(Material to process)
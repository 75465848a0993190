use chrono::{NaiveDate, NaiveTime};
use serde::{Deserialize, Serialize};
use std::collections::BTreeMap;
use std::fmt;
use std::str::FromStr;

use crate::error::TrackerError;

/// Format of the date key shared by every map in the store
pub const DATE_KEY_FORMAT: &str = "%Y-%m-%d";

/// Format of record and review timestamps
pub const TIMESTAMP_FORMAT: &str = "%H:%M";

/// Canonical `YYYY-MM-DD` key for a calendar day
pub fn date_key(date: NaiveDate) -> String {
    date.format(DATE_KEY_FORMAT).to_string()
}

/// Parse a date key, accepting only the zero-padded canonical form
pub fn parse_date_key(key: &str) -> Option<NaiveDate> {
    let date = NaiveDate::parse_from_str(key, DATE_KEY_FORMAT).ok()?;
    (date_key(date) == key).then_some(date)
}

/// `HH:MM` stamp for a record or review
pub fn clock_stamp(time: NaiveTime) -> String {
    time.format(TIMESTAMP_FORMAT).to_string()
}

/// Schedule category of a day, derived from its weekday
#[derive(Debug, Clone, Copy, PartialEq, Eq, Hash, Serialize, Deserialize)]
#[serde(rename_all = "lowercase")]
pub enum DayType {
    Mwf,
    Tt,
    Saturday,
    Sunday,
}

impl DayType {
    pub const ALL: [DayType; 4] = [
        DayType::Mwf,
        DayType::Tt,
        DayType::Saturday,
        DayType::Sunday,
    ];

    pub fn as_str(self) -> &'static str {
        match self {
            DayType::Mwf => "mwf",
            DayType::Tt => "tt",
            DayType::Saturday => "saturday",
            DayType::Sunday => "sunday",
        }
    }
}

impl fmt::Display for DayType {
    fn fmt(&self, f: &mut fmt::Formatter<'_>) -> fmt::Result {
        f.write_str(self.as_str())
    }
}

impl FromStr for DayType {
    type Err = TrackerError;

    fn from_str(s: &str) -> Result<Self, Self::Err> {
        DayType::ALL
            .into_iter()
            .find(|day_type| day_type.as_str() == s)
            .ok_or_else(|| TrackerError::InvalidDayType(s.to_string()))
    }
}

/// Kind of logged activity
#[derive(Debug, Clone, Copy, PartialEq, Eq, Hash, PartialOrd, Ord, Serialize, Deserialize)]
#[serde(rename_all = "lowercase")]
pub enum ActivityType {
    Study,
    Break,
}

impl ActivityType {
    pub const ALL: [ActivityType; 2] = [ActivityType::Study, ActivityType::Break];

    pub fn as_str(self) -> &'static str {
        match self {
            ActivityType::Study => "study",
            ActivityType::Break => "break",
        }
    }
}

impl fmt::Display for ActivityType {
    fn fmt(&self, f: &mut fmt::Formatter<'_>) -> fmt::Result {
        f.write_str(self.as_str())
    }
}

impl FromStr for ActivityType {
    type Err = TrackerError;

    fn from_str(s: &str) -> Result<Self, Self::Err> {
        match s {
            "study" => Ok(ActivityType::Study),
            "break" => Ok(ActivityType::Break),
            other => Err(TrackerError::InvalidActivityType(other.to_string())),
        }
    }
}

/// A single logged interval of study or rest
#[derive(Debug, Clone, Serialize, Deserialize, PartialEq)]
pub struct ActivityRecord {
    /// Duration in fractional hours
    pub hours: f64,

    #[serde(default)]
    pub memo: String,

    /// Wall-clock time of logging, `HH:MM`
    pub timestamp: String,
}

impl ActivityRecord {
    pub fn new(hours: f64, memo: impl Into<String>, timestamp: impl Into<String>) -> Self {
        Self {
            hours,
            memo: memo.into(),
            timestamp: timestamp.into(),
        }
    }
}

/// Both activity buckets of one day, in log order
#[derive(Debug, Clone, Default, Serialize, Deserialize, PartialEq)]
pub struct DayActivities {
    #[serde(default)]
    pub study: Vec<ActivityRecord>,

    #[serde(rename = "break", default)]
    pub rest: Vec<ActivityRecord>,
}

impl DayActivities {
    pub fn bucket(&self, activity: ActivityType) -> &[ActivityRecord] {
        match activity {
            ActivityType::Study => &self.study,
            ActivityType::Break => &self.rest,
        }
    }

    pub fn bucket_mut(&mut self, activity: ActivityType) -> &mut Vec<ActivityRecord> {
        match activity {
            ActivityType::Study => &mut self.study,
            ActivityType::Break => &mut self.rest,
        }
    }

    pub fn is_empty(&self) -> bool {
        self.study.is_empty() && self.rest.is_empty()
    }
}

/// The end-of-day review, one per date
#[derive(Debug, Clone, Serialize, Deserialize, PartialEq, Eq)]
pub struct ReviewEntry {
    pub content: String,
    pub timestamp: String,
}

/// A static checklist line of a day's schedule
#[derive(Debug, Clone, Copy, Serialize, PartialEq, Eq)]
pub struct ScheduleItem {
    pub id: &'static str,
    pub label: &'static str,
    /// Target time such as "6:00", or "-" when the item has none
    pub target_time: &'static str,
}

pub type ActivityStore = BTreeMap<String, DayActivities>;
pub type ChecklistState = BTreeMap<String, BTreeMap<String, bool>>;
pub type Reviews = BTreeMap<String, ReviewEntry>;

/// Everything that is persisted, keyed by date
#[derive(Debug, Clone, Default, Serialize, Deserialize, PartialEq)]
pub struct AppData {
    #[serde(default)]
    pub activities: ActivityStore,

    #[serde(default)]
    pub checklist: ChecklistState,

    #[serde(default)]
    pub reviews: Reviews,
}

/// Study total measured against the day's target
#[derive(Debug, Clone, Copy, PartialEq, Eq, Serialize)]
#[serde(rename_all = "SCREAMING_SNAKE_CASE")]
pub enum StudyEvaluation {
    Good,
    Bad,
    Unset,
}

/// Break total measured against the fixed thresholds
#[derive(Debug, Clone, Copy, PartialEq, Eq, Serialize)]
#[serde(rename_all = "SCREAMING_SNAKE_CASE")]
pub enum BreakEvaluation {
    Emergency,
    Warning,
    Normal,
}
(End Material to process)
From the first line of the data through the line with "from its weekday", quote each line exactly and add nothing else.

repository 75465848a0993190
use chrono::{NaiveDate, NaiveTime};
use serde::{Deserialize, Serialize};
use std::collections::BTreeMap;
use std::fmt;
use std::str::FromStr;

use crate::error::TrackerError;

/// Format of the date key shared by every map in the store
pub const DATE_KEY_FORMAT: &str = "%Y-%m-%d";

/// Format of record and review timestamps
pub const TIMESTAMP_FORMAT: &str = "%H:%M";

/// Canonical `YYYY-MM-DD` key for a calendar day
pub fn date_key(date: NaiveDate) -> String {
    date.format(DATE_KEY_FORMAT).to_string()
}

/// Parse a date key, accepting only the zero-padded canonical form
pub fn parse_date_key(key: &str) -> Option<NaiveDate> {
    let date = NaiveDate::parse_from_str(key, DATE_KEY_FORMAT).ok()?;
    (date_key(date) == key).then_some(date)
}

/// `HH:MM` stamp for a record or review
pub fn clock_stamp(time: NaiveTime) -> String {
    time.format(TIMESTAMP_FORMAT).to_string()
}

/// Schedule category of a day, derived from its weekday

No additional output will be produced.